Other positive factors in a potential commutation case might include:
  • The crime did not involve a gun;
  • Serious sentencing disparity exists in relation to codefendants or others similarly charged;
  • The sentencing judge made statements against the sentence before imposing it;
  • Serious abuses of prosecutorial discretion (e.g., bad charging decisions, seeking an enhanced sentence, trying juveniles as adults);
  • “Unintended consequences” cases (the conviction results from an overly broad or flawed interpretation of a statute);
  • Drug trafficking cases involving chronic pain patients who were acquiring prescription medications solely for their own use;
  • The prisoner is elderly and terminally ill; and
  • Relevant or acquitted conduct was used to produce a lengthier sentence.

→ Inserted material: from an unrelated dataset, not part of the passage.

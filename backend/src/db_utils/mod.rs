//! Clients for the search index and its response cache.

pub mod clickhouse_utils;
pub mod manticore_utils;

In addition to cases, FAMM is looking for volunteer attorneys who want a unique and potentially life-changing pro bono opportunity. In addition to good writing skills, volunteers will need to have patience, determination, and the willingness to work with the prisoner, his or her family, and the clemency review mechanisms that are in place at the state and federal level. According to Flannery, it is also vital that attorneys working on clemency petitions “think more politically and less like lawyers.” Attorneys will not only help prisoners draft and submit a clemency petition, but should also seek to promote the prisoner’s case in the media and garner the support of political representatives. FAMM’s staff will be available to provide guidance and support along the way, if needed. As Paey’s case shows, the life-changing impact of clemency and the joy of winning against the odds make the effort worthwhile.

If you know of a case that meets FAMM’s criteria, or you would like to volunteer on a case, please contact Molly Gill at (202) 822-6700 or mgill@famm.org, or write to FAMM at 1612 K Street NW, Washington, DC 20006.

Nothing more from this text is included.